All lines in the entries below that hold "step" make up the answer.

═══ THE DATA

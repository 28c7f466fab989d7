//! Piecewise-linear interpolation and trapezoidal quadrature on plain `f64` grids.

use thiserror::Error;

/// Errors that can occur while building a [`LinearInterpolant`].
#[derive(Debug, Clone, Copy, PartialEq, Eq, Error)]
pub enum InterpError {
    /// Fewer than two points were supplied.
    #[error("at least two points are required, got {count}")]
    TooFewPoints { count: usize },

    /// The abscissae and ordinates have different lengths.
    #[error("length mismatch: {xs} abscissae, {ys} ordinates")]
    LengthMismatch { xs: usize, ys: usize },

    /// The abscissae are not strictly ascending (or contain NaN).
    #[error("abscissae must be strictly ascending (violated at index {index})")]
    NotAscending { index: usize },
}

/// Piecewise-linear interpolant with linear extrapolation past either end.
#[derive(Debug, Clone, PartialEq)]
pub struct LinearInterpolant {
    xs: Vec<f64>,
    ys: Vec<f64>,
}

impl LinearInterpolant {
    /// Builds an interpolant through `(xs[i], ys[i])`.
    ///
    /// # Errors
    ///
    /// Returns an [`InterpError`] if fewer than two points are given, the
    /// slices differ in length, or `xs` is not strictly ascending.
    pub fn new(xs: Vec<f64>, ys: Vec<f64>) -> Result<Self, InterpError> {
        if xs.len() != ys.len() {
            return Err(InterpError::LengthMismatch {
                xs: xs.len(),
                ys: ys.len(),
            });
        }
        if xs.len() < 2 {
            return Err(InterpError::TooFewPoints { count: xs.len() });
        }
        if let Some(index) = xs.windows(2).position(|w| !(w[1] > w[0])) {
            return Err(InterpError::NotAscending { index: index + 1 });
        }
        Ok(Self { xs, ys })
    }

    /// Evaluates the interpolant at `x`.
    ///
    /// Outside the sampled range the first or last segment is extended.
    #[must_use]
    pub fn eval(&self, x: f64) -> f64 {
        let last = self.xs.len() - 1;
        // Index of the segment [xs[i], xs[i + 1]] used for x.
        let i = match self.xs.partition_point(|&xi| xi <= x) {
            0 => 0,
            p if p > last => last - 1,
            p => p - 1,
        };
        let (x0, x1) = (self.xs[i], self.xs[i + 1]);
        let (y0, y1) = (self.ys[i], self.ys[i + 1]);
        y0 + (y1 - y0) * (x - x0) / (x1 - x0)
    }

    /// The sampled abscissae.
    #[must_use]
    pub fn xs(&self) -> &[f64] {
        &self.xs
    }
}

/// Returns `n` evenly spaced values from `start` to `end`, both included.
///
/// Returns `[start]` when `n == 1` and an empty vector when `n == 0`.
#[must_use]
pub fn linspace(start: f64, end: f64, n: usize) -> Vec<f64> {
    match n {
        0 => Vec::new(),
        1 => vec![start],
        _ => {
            let step = (end - start) / (n - 1) as f64;
            (0..n)
                .map(|i| if i == n - 1 { end } else { start + step * i as f64 })
                .collect()
        }
    }
}

/// Integrates `ys` over `xs` with the trapezoidal rule.
///
/// Extra trailing values in the longer slice are ignored.
#[must_use]
pub fn trapezoid(xs: &[f64], ys: &[f64]) -> f64 {
    xs.windows(2)
        .zip(ys.windows(2))
        .map(|(x, y)| 0.5 * (y[0] + y[1]) * (x[1] - x[0]))
        .sum()
}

══════

### ANSWER FOR THIS EXERCISE:
            let step = (end - start) / (n - 1) as f64;
                .map(|i| if i == n - 1 { end } else { start + step * i as f64 })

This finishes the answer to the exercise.